*Task statement*: Keep to one stretch of the data below, the lines from the one with "let parser = ExpressionParser::new(table, StandardOperators);" up to and including the one with "assert_eq!(err.position.column, 3);", and return that stretch exactly.

---------- Source data

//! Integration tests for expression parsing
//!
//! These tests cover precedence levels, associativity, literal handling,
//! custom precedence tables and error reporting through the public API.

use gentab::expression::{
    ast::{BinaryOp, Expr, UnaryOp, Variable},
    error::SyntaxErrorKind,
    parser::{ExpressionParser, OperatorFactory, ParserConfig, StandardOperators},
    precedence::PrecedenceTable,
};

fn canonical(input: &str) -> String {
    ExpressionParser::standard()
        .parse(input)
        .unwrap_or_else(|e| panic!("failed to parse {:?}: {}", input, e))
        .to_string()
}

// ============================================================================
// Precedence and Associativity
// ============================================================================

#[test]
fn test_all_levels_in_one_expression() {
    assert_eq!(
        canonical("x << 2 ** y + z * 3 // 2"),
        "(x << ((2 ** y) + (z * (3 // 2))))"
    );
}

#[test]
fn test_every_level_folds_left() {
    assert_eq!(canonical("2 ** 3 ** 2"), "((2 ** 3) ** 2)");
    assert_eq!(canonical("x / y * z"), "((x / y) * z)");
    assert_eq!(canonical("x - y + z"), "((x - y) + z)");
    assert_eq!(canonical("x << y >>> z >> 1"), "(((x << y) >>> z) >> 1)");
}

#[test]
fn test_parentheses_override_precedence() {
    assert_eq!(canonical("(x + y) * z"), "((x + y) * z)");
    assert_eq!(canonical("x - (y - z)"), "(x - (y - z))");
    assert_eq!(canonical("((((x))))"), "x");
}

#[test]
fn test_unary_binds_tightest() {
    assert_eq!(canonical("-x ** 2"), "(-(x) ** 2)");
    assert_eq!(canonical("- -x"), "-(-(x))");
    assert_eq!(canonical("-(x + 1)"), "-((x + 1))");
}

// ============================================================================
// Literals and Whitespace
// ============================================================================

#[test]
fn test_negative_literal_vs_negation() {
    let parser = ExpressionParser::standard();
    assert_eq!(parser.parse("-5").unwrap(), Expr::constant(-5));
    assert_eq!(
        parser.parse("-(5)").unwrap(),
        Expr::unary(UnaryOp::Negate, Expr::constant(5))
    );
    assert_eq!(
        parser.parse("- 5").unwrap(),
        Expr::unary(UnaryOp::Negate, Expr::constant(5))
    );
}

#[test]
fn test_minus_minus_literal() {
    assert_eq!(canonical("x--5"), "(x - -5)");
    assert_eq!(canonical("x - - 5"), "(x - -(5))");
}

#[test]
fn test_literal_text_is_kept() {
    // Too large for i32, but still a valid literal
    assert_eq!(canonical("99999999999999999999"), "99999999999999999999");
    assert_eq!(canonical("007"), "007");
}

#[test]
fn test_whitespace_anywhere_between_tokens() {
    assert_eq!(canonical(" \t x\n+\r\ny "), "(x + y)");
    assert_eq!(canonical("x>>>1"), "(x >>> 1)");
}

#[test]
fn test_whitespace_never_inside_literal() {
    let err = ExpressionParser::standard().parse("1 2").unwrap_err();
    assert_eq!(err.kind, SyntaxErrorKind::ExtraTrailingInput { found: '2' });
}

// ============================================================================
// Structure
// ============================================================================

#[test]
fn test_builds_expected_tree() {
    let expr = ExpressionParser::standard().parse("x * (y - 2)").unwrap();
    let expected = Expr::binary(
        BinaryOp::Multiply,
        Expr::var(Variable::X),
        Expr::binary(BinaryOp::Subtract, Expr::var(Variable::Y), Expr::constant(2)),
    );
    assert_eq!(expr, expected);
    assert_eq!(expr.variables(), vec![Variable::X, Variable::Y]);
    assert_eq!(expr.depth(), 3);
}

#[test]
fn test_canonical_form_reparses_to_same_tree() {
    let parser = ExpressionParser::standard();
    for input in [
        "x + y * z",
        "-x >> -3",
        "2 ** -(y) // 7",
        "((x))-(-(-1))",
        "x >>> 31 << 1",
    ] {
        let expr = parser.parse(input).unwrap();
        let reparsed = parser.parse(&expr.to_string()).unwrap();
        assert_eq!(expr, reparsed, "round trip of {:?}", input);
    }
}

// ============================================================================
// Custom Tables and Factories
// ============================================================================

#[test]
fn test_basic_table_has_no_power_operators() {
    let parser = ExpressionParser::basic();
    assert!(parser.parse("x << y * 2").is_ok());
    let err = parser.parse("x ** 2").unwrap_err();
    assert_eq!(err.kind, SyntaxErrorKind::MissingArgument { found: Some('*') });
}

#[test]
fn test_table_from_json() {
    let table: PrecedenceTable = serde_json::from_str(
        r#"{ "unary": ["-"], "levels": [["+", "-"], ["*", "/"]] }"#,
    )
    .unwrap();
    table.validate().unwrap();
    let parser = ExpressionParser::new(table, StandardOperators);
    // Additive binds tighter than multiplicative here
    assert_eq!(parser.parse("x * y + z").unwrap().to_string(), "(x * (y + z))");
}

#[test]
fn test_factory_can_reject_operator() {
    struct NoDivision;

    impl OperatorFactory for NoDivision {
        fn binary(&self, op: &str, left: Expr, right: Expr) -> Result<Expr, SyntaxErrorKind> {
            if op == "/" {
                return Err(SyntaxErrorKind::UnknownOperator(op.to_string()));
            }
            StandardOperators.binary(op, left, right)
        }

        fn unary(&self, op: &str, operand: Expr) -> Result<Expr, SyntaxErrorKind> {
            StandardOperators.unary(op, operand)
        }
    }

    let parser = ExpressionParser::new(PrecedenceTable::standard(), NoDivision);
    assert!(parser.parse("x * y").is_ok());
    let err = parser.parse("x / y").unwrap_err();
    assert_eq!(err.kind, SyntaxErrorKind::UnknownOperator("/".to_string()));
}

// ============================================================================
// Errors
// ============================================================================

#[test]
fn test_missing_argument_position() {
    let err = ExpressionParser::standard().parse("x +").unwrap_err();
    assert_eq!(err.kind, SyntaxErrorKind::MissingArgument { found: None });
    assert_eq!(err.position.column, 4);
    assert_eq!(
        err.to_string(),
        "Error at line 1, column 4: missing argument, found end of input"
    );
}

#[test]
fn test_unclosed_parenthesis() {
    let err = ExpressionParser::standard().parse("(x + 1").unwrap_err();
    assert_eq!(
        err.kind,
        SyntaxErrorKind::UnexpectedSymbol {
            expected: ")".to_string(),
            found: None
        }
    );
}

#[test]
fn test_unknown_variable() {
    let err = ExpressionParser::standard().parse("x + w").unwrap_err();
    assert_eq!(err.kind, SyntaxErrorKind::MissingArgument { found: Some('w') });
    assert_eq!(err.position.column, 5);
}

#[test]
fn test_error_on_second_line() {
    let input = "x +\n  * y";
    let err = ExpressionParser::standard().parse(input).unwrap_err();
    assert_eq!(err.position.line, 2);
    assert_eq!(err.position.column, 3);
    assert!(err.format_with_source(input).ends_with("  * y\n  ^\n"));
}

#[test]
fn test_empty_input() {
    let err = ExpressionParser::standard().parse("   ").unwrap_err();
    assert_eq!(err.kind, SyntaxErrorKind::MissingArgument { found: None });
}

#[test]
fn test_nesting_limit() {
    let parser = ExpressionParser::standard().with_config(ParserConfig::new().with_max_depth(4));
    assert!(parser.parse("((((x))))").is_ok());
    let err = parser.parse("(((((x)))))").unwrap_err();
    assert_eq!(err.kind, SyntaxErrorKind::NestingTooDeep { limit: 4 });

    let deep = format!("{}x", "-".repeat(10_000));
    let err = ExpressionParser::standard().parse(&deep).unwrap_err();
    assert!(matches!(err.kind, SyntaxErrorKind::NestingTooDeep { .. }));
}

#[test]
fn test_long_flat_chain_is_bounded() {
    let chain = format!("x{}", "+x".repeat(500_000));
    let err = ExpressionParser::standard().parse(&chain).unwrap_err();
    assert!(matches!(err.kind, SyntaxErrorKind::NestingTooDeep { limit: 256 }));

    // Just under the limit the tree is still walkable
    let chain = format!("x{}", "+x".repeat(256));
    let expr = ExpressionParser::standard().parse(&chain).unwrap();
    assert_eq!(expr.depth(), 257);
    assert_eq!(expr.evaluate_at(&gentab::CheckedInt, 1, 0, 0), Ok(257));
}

--------------------
---------- Source data

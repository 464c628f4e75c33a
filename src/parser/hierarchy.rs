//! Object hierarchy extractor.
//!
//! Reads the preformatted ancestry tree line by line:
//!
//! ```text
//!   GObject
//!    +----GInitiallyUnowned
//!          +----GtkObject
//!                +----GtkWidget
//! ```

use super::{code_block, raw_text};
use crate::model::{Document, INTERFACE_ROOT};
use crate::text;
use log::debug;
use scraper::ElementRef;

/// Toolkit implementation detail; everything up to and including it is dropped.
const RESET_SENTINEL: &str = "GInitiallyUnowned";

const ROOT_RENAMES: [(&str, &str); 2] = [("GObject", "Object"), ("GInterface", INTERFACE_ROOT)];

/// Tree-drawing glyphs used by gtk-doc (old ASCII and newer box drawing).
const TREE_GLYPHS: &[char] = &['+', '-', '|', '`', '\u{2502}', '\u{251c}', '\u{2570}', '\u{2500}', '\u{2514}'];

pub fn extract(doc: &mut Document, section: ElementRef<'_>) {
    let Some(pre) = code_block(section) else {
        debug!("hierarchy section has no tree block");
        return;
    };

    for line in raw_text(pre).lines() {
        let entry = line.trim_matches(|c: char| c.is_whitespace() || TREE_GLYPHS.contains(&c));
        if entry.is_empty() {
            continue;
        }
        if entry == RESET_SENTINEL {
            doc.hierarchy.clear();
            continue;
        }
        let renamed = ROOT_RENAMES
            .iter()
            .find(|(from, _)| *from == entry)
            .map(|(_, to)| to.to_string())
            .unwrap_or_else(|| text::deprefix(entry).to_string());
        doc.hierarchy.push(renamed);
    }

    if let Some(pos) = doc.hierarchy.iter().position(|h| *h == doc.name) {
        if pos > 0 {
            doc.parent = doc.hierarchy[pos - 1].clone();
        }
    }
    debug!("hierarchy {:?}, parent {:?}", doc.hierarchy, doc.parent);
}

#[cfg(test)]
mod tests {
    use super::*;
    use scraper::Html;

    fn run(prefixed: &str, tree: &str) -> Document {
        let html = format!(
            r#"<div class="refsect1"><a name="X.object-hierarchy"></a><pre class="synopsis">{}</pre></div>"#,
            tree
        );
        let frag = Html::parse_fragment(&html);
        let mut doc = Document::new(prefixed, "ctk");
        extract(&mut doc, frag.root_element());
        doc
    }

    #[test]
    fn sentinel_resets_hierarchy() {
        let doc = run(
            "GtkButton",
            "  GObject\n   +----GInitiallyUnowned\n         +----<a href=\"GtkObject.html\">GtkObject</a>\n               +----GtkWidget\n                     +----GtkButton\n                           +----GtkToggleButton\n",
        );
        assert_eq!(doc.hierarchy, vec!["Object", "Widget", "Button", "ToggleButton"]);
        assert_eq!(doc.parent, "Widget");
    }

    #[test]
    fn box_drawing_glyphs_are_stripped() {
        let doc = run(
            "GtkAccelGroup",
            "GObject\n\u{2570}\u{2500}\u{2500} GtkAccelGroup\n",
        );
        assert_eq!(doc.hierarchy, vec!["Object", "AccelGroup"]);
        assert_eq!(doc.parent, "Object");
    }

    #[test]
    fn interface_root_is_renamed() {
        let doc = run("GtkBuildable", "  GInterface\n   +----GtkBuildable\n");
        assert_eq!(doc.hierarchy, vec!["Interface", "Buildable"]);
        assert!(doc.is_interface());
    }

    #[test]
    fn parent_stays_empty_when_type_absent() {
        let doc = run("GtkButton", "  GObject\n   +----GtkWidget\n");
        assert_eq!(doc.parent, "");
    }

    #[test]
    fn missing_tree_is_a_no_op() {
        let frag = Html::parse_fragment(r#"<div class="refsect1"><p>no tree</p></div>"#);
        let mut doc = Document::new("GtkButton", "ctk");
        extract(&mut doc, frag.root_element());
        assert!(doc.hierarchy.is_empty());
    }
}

--------------------

*Solution*:
    let parser = ExpressionParser::new(table, StandardOperators);
    // Additive binds tighter than multiplicative here
    assert_eq!(parser.parse("x * y + z").unwrap().to_string(), "(x * (y + z))");
}

#[test]
fn test_factory_can_reject_operator() {
    struct NoDivision;

    impl OperatorFactory for NoDivision {
        fn binary(&self, op: &str, left: Expr, right: Expr) -> Result<Expr, SyntaxErrorKind> {
            if op == "/" {
                return Err(SyntaxErrorKind::UnknownOperator(op.to_string()));
            }
            StandardOperators.binary(op, left, right)
        }

        fn unary(&self, op: &str, operand: Expr) -> Result<Expr, SyntaxErrorKind> {
            StandardOperators.unary(op, operand)
        }
    }

    let parser = ExpressionParser::new(PrecedenceTable::standard(), NoDivision);
    assert!(parser.parse("x * y").is_ok());
    let err = parser.parse("x / y").unwrap_err();
    assert_eq!(err.kind, SyntaxErrorKind::UnknownOperator("/".to_string()));
}

// ============================================================================
// Errors
// ============================================================================

#[test]
fn test_missing_argument_position() {
    let err = ExpressionParser::standard().parse("x +").unwrap_err();
    assert_eq!(err.kind, SyntaxErrorKind::MissingArgument { found: None });
    assert_eq!(err.position.column, 4);
    assert_eq!(
        err.to_string(),
        "Error at line 1, column 4: missing argument, found end of input"
    );
}

#[test]
fn test_unclosed_parenthesis() {
    let err = ExpressionParser::standard().parse("(x + 1").unwrap_err();
    assert_eq!(
        err.kind,
        SyntaxErrorKind::UnexpectedSymbol {
            expected: ")".to_string(),
            found: None
        }
    );
}

#[test]
fn test_unknown_variable() {
    let err = ExpressionParser::standard().parse("x + w").unwrap_err();
    assert_eq!(err.kind, SyntaxErrorKind::MissingArgument { found: Some('w') });
    assert_eq!(err.position.column, 5);
}

#[test]
fn test_error_on_second_line() {
    let input = "x +\n  * y";
    let err = ExpressionParser::standard().parse(input).unwrap_err();
    assert_eq!(err.position.line, 2);
    assert_eq!(err.position.column, 3);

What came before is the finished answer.